-- EXERCISE INPUTS follows --

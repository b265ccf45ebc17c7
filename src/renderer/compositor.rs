//! Layered sphere composition
//!
//! Describes the ball as five fixed layers (shadow, base, highlight, shine,
//! rim light) with canvas-style radial gradients. The GPU pipeline evaluates
//! the same description per pixel; [`SphereFrame::shade`] is the CPU
//! reference of that shader.

use glam::Vec2;

use crate::sim::Body;

/// Straight-alpha colour, channels in 0..=1
#[derive(Debug, Clone, Copy, PartialEq)]
pub struct Rgba {
    pub r: f32,
    pub g: f32,
    pub b: f32,
    pub a: f32,
}

impl Rgba {
    pub const TRANSPARENT: Rgba = Rgba::new(0.0, 0.0, 0.0, 0.0);

    pub const fn new(r: f32, g: f32, b: f32, a: f32) -> Self {
        Self { r, g, b, a }
    }

    /// Opaque colour from `0xRRGGBB`
    pub const fn hex(rgb: u32) -> Self {
        Self::rgba8((rgb >> 16) as u8, (rgb >> 8) as u8, rgb as u8, 1.0)
    }

    pub const fn rgba8(r: u8, g: u8, b: u8, a: f32) -> Self {
        Self::new(r as f32 / 255.0, g as f32 / 255.0, b as f32 / 255.0, a)
    }

    pub fn premultiplied(self) -> [f32; 4] {
        [self.r * self.a, self.g * self.a, self.b * self.a, self.a]
    }
}

#[derive(Debug, Clone, Copy, PartialEq)]
pub struct ColorStop {
    pub offset: f32,
    pub color: Rgba,
}

const fn stop(offset: f32, color: Rgba) -> ColorStop {
    ColorStop { offset, color }
}

/// Layer gradient stops
pub mod palette {
    use super::{ColorStop, Rgba, stop};

    pub const SHADOW: Rgba = Rgba::rgba8(0, 0, 0, 0.5);

    pub const BASE: [ColorStop; 4] = [
        stop(0.0, Rgba::hex(0xff6b6b)),
        stop(0.3, Rgba::hex(0xff3333)),
        stop(0.7, Rgba::hex(0xcc0000)),
        stop(1.0, Rgba::hex(0x8b0000)),
    ];

    pub const HIGHLIGHT: [ColorStop; 4] = [
        stop(0.0, Rgba::rgba8(255, 255, 255, 0.9)),
        stop(0.3, Rgba::rgba8(255, 255, 255, 0.6)),
        stop(0.5, Rgba::rgba8(255, 255, 255, 0.2)),
        stop(1.0, Rgba::rgba8(255, 255, 255, 0.0)),
    ];

    pub const SHINE: [ColorStop; 2] = [
        stop(0.0, Rgba::rgba8(255, 255, 255, 0.5)),
        stop(1.0, Rgba::rgba8(255, 255, 255, 0.0)),
    ];

    pub const RIM: [ColorStop; 3] = [
        stop(0.0, Rgba::rgba8(255, 150, 150, 0.0)),
        stop(0.5, Rgba::rgba8(255, 100, 100, 0.3)),
        stop(1.0, Rgba::rgba8(255, 0, 0, 0.0)),
    ];
}

/// Shadow geometry (px)
pub const SHADOW_OFFSET: Vec2 = Vec2::new(8.0, 8.0);
pub const SHADOW_BLUR: f32 = 25.0;

/// Two-point conical gradient, as in a 2D canvas
#[derive(Debug, Clone, Copy, PartialEq)]
pub struct RadialGradient {
    pub start: Vec2,
    pub start_radius: f32,
    pub end: Vec2,
    pub end_radius: f32,
    pub stops: &'static [ColorStop],
}

impl RadialGradient {
    /// Gradient between two circles sharing a centre
    pub fn concentric(center: Vec2, inner: f32, outer: f32, stops: &'static [ColorStop]) -> Self {
        Self {
            start: center,
            start_radius: inner,
            end: center,
            end_radius: outer,
            stops,
        }
    }

    /// Gradient parameter at `p`: the largest `t` whose interpolated circle
    /// passes through `p` with a non-negative radius.
    pub fn parameter_at(&self, p: Vec2) -> Option<f32> {
        let cd = self.end - self.start;
        let dr = self.end_radius - self.start_radius;
        let pd = p - self.start;
        let r0 = self.start_radius;

        let a = cd.dot(cd) - dr * dr;
        let b = pd.dot(cd) + r0 * dr;
        let c = pd.dot(pd) - r0 * r0;
        let radius_ok = |t: f32| r0 + t * dr >= 0.0;

        if a.abs() < 1e-6 {
            if b.abs() < 1e-6 {
                return None;
            }
            let t = c / (2.0 * b);
            return radius_ok(t).then_some(t);
        }

        let disc = b * b - a * c;
        if disc < 0.0 {
            return None;
        }
        let root = disc.sqrt();
        let (t1, t2) = ((b + root) / a, (b - root) / a);
        let (hi, lo) = if t1 > t2 { (t1, t2) } else { (t2, t1) };

        if radius_ok(hi) {
            Some(hi)
        } else if radius_ok(lo) {
            Some(lo)
        } else {
            None
        }
    }

    /// Premultiplied colour at `p`; transparent where the gradient is undefined
    pub fn color_at(&self, p: Vec2) -> [f32; 4] {
        match self.parameter_at(p) {
            Some(t) => sample_stops(self.stops, t),
            None => [0.0; 4],
        }
    }
}

/// Interpolate stops in premultiplied space, padding outside [0, 1]
pub fn sample_stops(stops: &[ColorStop], t: f32) -> [f32; 4] {
    let (Some(first), Some(last)) = (stops.first(), stops.last()) else {
        return [0.0; 4];
    };
    if t <= first.offset {
        return first.color.premultiplied();
    }
    if t >= last.offset {
        return last.color.premultiplied();
    }

    for pair in stops.windows(2) {
        let (lo, hi) = (pair[0], pair[1]);
        if t <= hi.offset {
            let span = (hi.offset - lo.offset).max(f32::EPSILON);
            let f = (t - lo.offset) / span;
            let (a, b) = (lo.color.premultiplied(), hi.color.premultiplied());
            return std::array::from_fn(|i| a[i] + (b[i] - a[i]) * f);
        }
    }
    last.color.premultiplied()
}

#[derive(Debug, Clone, Copy, PartialEq)]
pub enum Fill {
    Solid(Rgba),
    Radial(RadialGradient),
}

/// Depth cue a layer provides, bottom to top
#[derive(Debug, Clone, Copy, PartialEq, Eq)]
pub enum LayerKind {
    Shadow,
    Base,
    Highlight,
    Shine,
    Rim,
}

/// A filled circle, optionally blurred
#[derive(Debug, Clone, Copy, PartialEq)]
pub struct Layer {
    pub kind: LayerKind,
    pub center: Vec2,
    pub radius: f32,
    /// Edge softness in px; 0 means a crisp anti-aliased edge
    pub blur: f32,
    pub fill: Fill,
}

impl Layer {
    /// Fraction of the pixel at `p` inside the circle
    pub fn coverage(&self, p: Vec2) -> f32 {
        let d = p.distance(self.center);
        if self.blur > 0.0 {
            1.0 - smoothstep(self.radius - self.blur, self.radius + self.blur, d)
        } else {
            (self.radius + 0.5 - d).clamp(0.0, 1.0)
        }
    }

    /// Premultiplied contribution of this layer at `p`
    pub fn shade(&self, p: Vec2) -> [f32; 4] {
        let coverage = self.coverage(p);
        if coverage <= 0.0 {
            return [0.0; 4];
        }
        let color = match self.fill {
            Fill::Solid(c) => c.premultiplied(),
            Fill::Radial(g) => g.color_at(p),
        };
        color.map(|c| c * coverage)
    }
}

fn smoothstep(edge0: f32, edge1: f32, x: f32) -> f32 {
    let t = ((x - edge0) / (edge1 - edge0)).clamp(0.0, 1.0);
    t * t * (3.0 - 2.0 * t)
}

pub const LAYER_COUNT: usize = 5;

/// Everything painted for one frame, in z-order
#[derive(Debug, Clone, PartialEq)]
pub struct SphereFrame {
    pub layers: [Layer; LAYER_COUNT],
}

impl SphereFrame {
    /// Source-over composite of all layers at `p` (premultiplied)
    pub fn shade(&self, p: Vec2) -> [f32; 4] {
        self.layers.iter().fold([0.0; 4], |dst, layer| {
            let src = layer.shade(p);
            std::array::from_fn(|i| src[i] + dst[i] * (1.0 - src[3]))
        })
    }
}

/// Builds the shaded sphere for the ball's current position
#[derive(Debug, Clone, Copy, Default)]
pub struct Compositor;

impl Compositor {
    pub fn compose(&self, body: &Body) -> SphereFrame {
        sphere_layers(body.pos, body.radius())
    }
}

/// Layer stack for a sphere of radius `r` centred at `c`
pub fn sphere_layers(c: Vec2, r: f32) -> SphereFrame {
    let highlight_center = c - Vec2::splat(r * 0.35);
    let shine_center = c + Vec2::new(-0.2, -0.5) * r;
    let rim_center = c + Vec2::splat(r * 0.4);

    SphereFrame {
        layers: [
            Layer {
                kind: LayerKind::Shadow,
                center: c + SHADOW_OFFSET,
                radius: r,
                blur: SHADOW_BLUR,
                fill: Fill::Solid(palette::SHADOW),
            },
            Layer {
                kind: LayerKind::Base,
                center: c,
                radius: r,
                blur: 0.0,
                fill: Fill::Radial(RadialGradient {
                    start: c - Vec2::splat(r * 0.3),
                    start_radius: r * 0.1,
                    end: c,
                    end_radius: r,
                    stops: &palette::BASE,
                }),
            },
            Layer {
                kind: LayerKind::Highlight,
                center: highlight_center,
                radius: r * 0.5,
                blur: 0.0,
                fill: Fill::Radial(RadialGradient::concentric(
                    highlight_center,
                    0.0,
                    r * 0.5,
                    &palette::HIGHLIGHT,
                )),
            },
            Layer {
                kind: LayerKind::Shine,
                center: shine_center,
                radius: r * 0.25,
                blur: 0.0,
                fill: Fill::Radial(RadialGradient::concentric(
                    shine_center,
                    0.0,
                    r * 0.25,
                    &palette::SHINE,
                )),
            },
            Layer {
                kind: LayerKind::Rim,
                center: c,
                radius: r,
                blur: 0.0,
                fill: Fill::Radial(RadialGradient::concentric(
                    rim_center,
                    r * 0.3,
                    r * 0.6,
                    &palette::RIM,
                )),
            },
        ],
    }
}

#[cfg(test)]
mod tests {
    use super::*;

    const C: Vec2 = Vec2::new(500.0, 500.0);
    const R: f32 = 40.0;

    fn close(a: [f32; 4], b: [f32; 4]) -> bool {
        a.iter().zip(b).all(|(x, y)| (x - y).abs() < 1e-3)
    }

    #[test]
    fn test_layer_order() {
        let frame = sphere_layers(C, R);
        let kinds: Vec<_> = frame.layers.iter().map(|l| l.kind).collect();
        assert_eq!(
            kinds,
            vec![
                LayerKind::Shadow,
                LayerKind::Base,
                LayerKind::Highlight,
                LayerKind::Shine,
                LayerKind::Rim
            ]
        );
    }

    #[test]
    fn test_hex_colors() {
        let c = Rgba::hex(0xff6b6b);
        assert_eq!(c.r, 1.0);
        assert!((c.g - 107.0 / 255.0).abs() < 1e-6);
        assert_eq!(c.a, 1.0);
    }

    #[test]
    fn test_concentric_parameter_is_normalised_distance() {
        let g = RadialGradient::concentric(C, 10.0, 30.0, &palette::SHINE);
        assert!((g.parameter_at(C + Vec2::new(20.0, 0.0)).unwrap() - 0.5).abs() < 1e-5);
        assert!((g.parameter_at(C + Vec2::new(0.0, 30.0)).unwrap() - 1.0).abs() < 1e-5);
        assert!(g.parameter_at(C).unwrap() < 0.0);
    }

    #[test]
    fn test_base_gradient_light_source_and_rim() {
        let frame = sphere_layers(C, R);
        let Fill::Radial(base) = frame.layers[1].fill else {
            panic!("base layer should be a gradient");
        };

        // Inside the small start circle the first stop pads
        let light = base.color_at(C - Vec2::splat(R * 0.3));
        assert!(close(light, Rgba::hex(0xff6b6b).premultiplied()));

        // On the outer circle the last stop applies
        let edge = base.color_at(C + Vec2::new(R, 0.0));
        assert!(close(edge, Rgba::hex(0x8b0000).premultiplied()));
    }

    #[test]
    fn test_sample_stops_interpolates_premultiplied() {
        let mid = sample_stops(&palette::SHINE, 0.5);
        assert!(close(mid, [0.25, 0.25, 0.25, 0.25]));
        assert!(close(sample_stops(&palette::SHINE, -1.0), [0.5, 0.5, 0.5, 0.5]));
        assert!(close(sample_stops(&palette::SHINE, 2.0), [0.0; 4]));
    }

    #[test]
    fn test_sphere_is_opaque_inside_and_clear_far_away() {
        let frame = sphere_layers(C, R);
        assert!((frame.shade(C)[3] - 1.0).abs() < 1e-4);
        assert_eq!(frame.shade(C + Vec2::new(200.0, 200.0)), [0.0; 4]);
    }

    #[test]
    fn test_shadow_falls_bottom_right() {
        let frame = sphere_layers(C, R);
        let below_right = frame.shade(C + SHADOW_OFFSET + Vec2::new(R + 5.0, 0.0));
        let above_left = frame.shade(C - SHADOW_OFFSET - Vec2::new(R + 5.0, 0.0));

        assert!(below_right[3] > 0.0);
        assert_eq!(&below_right[..3], &[0.0, 0.0, 0.0]);
        assert!(below_right[3] > above_left[3]);
    }

    #[test]
    fn test_highlight_brightens_upper_left() {
        let frame = sphere_layers(C, R);
        let spot = C - Vec2::splat(R * 0.35);
        let base_only = frame.layers[1].shade(spot);
        let composed = frame.shade(spot);
        assert!(composed[1] > base_only[1] + 0.4);
    }

    #[test]
    fn test_compositor_follows_body() {
        use crate::sim::{Body, Material};
        let body = Body::new(
            Vec2::new(100.0, 200.0),
            R,
            Material {
                restitution: 0.8,
                friction_air: 0.01,
            },
        );
        let frame = Compositor.compose(&body);
        assert_eq!(frame.layers[1].center, body.pos);
        assert_eq!(frame.layers[0].center, body.pos + SHADOW_OFFSET);
    }
}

-- EXERCISE INPUTS concluded --

▶ **EXERCISE OBJECTIVE**: Identify the lines in the entries above that contain "pixel", then copy them out.

▶ **REPLY**:
//! the same description per pixel; [`SphereFrame::shade`] is the CPU
    /// Fraction of the pixel at `p` inside the circle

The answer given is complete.